The look on his face is a mix of fury and disbelief. His nostrils flare and my insides clench. I knew I should have left him to find my letter on Monday. Coming clean in person was a terrible idea, and by the look on his face I’m about to hear how terrible.
Chapter Four - Sayer
She’s leaving me? Jesus, fucking Christ, can this evening get any worse?
I take a moment to think, sucking in a breath through my nose. I compose myself so my words don’t carry to our audience, who for some reason refuse to focus on their dates for th
e night, instead sending all their attention my way.
Our way.
“What?” My mind has stopped working and despite the millions of questions pouring through my head, that’s what my lips push out.

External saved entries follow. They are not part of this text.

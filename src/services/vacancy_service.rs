use crate::dto::vacancy_dto::{RegisterVacancyPayload, VacancyListQuery};
use crate::error::{Error, Result};
use crate::models::skill::SkillWithYears;
use crate::models::vacancy::{Vacancy, VacancySkill};
use crate::services::skill_service::{skill_ids, SkillService};
use crate::utils::pagination::PageWindow;
use sqlx::PgPool;
use uuid::Uuid;

const VACANCY_COLUMNS: &str =
    "id, position_name, company_name, salary, currency, created_at, updated_at";

#[derive(Clone)]
pub struct VacancyService {
    pool: PgPool,
    skill_service: SkillService,
}

pub struct VacancyList {
    pub items: Vec<Vacancy>,
    pub total: i64,
    pub page: i64,
    pub per_page: i64,
    pub total_pages: i64,
}

impl VacancyService {
    pub fn new(pool: PgPool) -> Self {
        let skill_service = SkillService::new(pool.clone());
        Self {
            pool,
            skill_service,
        }
    }

    /// Inserts the vacancy and one requirement row per declared skill in a
    /// single transaction.
    pub async fn register(&self, payload: RegisterVacancyPayload) -> Result<Vacancy> {
        self.skill_service
            .ensure_exist(&skill_ids(&payload.skills))
            .await?;

        let mut tx = self.pool.begin().await?;

        let vacancy = sqlx::query_as::<_, Vacancy>(&format!(
            r#"
            INSERT INTO vacancies (position_name, company_name, salary, currency)
            VALUES ($1, $2, $3, $4)
            RETURNING {}
            "#,
            VACANCY_COLUMNS
        ))
        .bind(payload.position_name.trim())
        .bind(payload.company_name.trim())
        .bind(payload.salary)
        .bind(payload.currency.trim())
        .fetch_one(&mut *tx)
        .await?;

        for skill in &payload.skills {
            sqlx::query(
                "INSERT INTO vacancies_skills (vacancy_id, skill_id, years) VALUES ($1, $2, $3)",
            )
            .bind(vacancy.id)
            .bind(skill.id)
            .bind(skill.years)
            .execute(&mut *tx)
            .await?;
        }

        tx.commit().await?;

        tracing::info!(
            vacancy_id = %vacancy.id,
            skills = payload.skills.len(),
            "Vacancy registered"
        );
        Ok(vacancy)
    }

    pub async fn list(&self, query: VacancyListQuery) -> Result<VacancyList> {
        let window = PageWindow::new(query.page, query.per_page, 20);

        let items = sqlx::query_as::<_, Vacancy>(&format!(
            r#"
            SELECT {}
            FROM vacancies
            ORDER BY created_at DESC, id
            LIMIT $1 OFFSET $2
            "#,
            VACANCY_COLUMNS
        ))
        .bind(window.limit)
        .bind(window.offset)
        .fetch_all(&self.pool)
        .await?;

        let total = sqlx::query_scalar::<_, i64>("SELECT COUNT(*) FROM vacancies")
            .fetch_one(&self.pool)
            .await?;

        let total_pages = ((total as f64) / (window.limit as f64)).ceil() as i64;

        Ok(VacancyList {
            items,
            total,
            page: window.page,
            per_page: window.limit,
            total_pages,
        })
    }

    /// Every vacancy in store order, unpaginated.
    pub async fn list_all(&self) -> Result<Vec<Vacancy>> {
        let items = sqlx::query_as::<_, Vacancy>(&format!(
            "SELECT {} FROM vacancies ORDER BY created_at, id",
            VACANCY_COLUMNS
        ))
        .fetch_all(&self.pool)
        .await?;
        Ok(items)
    }

    pub async fn get_by_id(&self, id: Uuid) -> Result<Vacancy> {
        let vacancy = sqlx::query_as::<_, Vacancy>(&format!(
            "SELECT {} FROM vacancies WHERE id = $1",
            VACANCY_COLUMNS
        ))
        .bind(id)
        .fetch_optional(&self.pool)
        .await?;

        vacancy.ok_or_else(|| Error::NotFound(format!("No vacancy with this id: {} found", id)))
    }

    pub async fn get_with_skills(&self, id: Uuid) -> Result<(Vacancy, Vec<SkillWithYears>)> {
        let vacancy = self.get_by_id(id).await?;
        let skills = sqlx::query_as::<_, SkillWithYears>(
            r#"
            SELECT s.id, s.name, vs.years
            FROM vacancies_skills vs
            JOIN skills s ON s.id = vs.skill_id
            WHERE vs.vacancy_id = $1
            ORDER BY s.id
            "#,
        )
        .bind(id)
        .fetch_all(&self.pool)
        .await?;

        Ok((vacancy, skills))
    }

    pub async fn delete(&self, id: Uuid) -> Result<()> {
        let res = sqlx::query("DELETE FROM vacancies WHERE id = $1")
            .bind(id)
            .execute(&self.pool)
            .await?;

        if res.rows_affected() == 0 {
            return Err(Error::NotFound(format!("No vacancy with this id: {} found", id)));
        }
        tracing::info!(vacancy_id = %id, "Vacancy deleted");
        Ok(())
    }

    pub async fn skills_for(&self, vacancy_id: Uuid) -> Result<Vec<VacancySkill>> {
        let skills = sqlx::query_as::<_, VacancySkill>(
            r#"
            SELECT vacancy_id, skill_id, years
            FROM vacancies_skills
            WHERE vacancy_id = $1
            ORDER BY skill_id
            "#,
        )
        .bind(vacancy_id)
        .fetch_all(&self.pool)
        .await?;
        Ok(skills)
    }
}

Kendra glances to the side and takes a sip of water. She sighs and pushes the rose away, making an annoyed sound as it brushes against the tablecloth. “I’m sorry. I shouldn’t have surprised you with this. I left my resignation on your desk. You’ll find it on Monday, but I wanted you to know before the weekend.”
“Why?” My vocabulary has shrunk to one syllable words.
Get a grip on yourself. She’s your assistant, not your Chief Financial Officer. You can get another one. From a temp agency next week, for God’s sake.
“I feel like it’s time to move on. I’ve enjoyed my time with Mass Media, but I’m looking for a fresh challenge. I need a change.” Her voice wavers for a moment and then takes on the strength I’ve come to expect from her. “My business degree is close to being wasted if I don’t move to a position where I put it to use.”
There’s a roaring in my ears. She’s leaving. “You didn’t think to ask if there were other opportunities for you at Mass?”
Why the fuck didn’t I promote her? Why did I hold her back instead of finding her a more fulfilling role? If I need any more proof that she’s overqualified to be my assistant, it’s sitting inside the folder in front of me. She has a head for business, which she’s shown again, and again. I chose to ignore it, though, hoping to keep her for myself.